Synopsis: Government researchers and auto companies are developing a device called DADSS (Driver Alcohol Detection System for Safety) that can inobtrusively test whether a person is drunk as he attempts to start his car. If so, DADDS makes the car inoperable. Experts explain how it will work and debate some of the issues surrounding its possible rollout.

Host: Reed Pence. Guests: J. T. Griffin, Chief Government Affairs Officer, Mothers Against Drunk Driving; Sarah Longwell, Managing Director, American Beverage Institute; Dr. Bud Zaouk, Program and Technical Manager, DADSS development program

Links for more information:

DADDS Anti-Drunk Driving Technology

Reed Pence: A generation or two ago, America’s view of drunk driving was a lot different than it is now. Back in 1982, 60 percent of all fatalities on the roads were alcohol-related. But we took it lightly, or we didn’t think we could do anything about it.

JT Griffin: At the time drunk driving really was a joke on late night television and in the famous scenes from Johnny Carson making fun of people drinking too much and driving.

Pence: That’s J.T. Griffin, chief government affairs officer at Mothers Against Drunk Driving.

Griffin: One of the first contributions that MADD really made to the issue is we put a face with the crime and MADD really educated the public that it’s really not okay to drink and drive and that the consequences are in fact deadly.

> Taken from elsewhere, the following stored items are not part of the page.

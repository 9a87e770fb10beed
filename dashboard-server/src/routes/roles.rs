use axum::Router;
use axum::routing::get;

use crate::auth::middleware::require_admin;
use crate::handler::role;
use crate::server::ServerState;

/// Role router - requires authentication and admin access
pub fn router() -> Router<ServerState> {
    Router::new()
        .route("/api/v1/roles", get(role::list).post(role::create))
        .route(
            "/api/v1/roles/{id}",
            get(role::get_by_id).put(role::update).delete(role::delete),
        )
        .route_layer(axum::middleware::from_fn(require_admin))
}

Our founder Candice Lightner really shared her story of losing her daughter with the world and I think that really humanized the issue for many.

Sarah Longwell: Well I think it’s education and I think that there’s been a concerted effort both from groups like Mothers Against Drunk Driving, public health advocates and the hospitality industry who have all focused on, in their own specific ways, insuring that people understand that drinking to excess and then getting behind the wheel has deadly consequences.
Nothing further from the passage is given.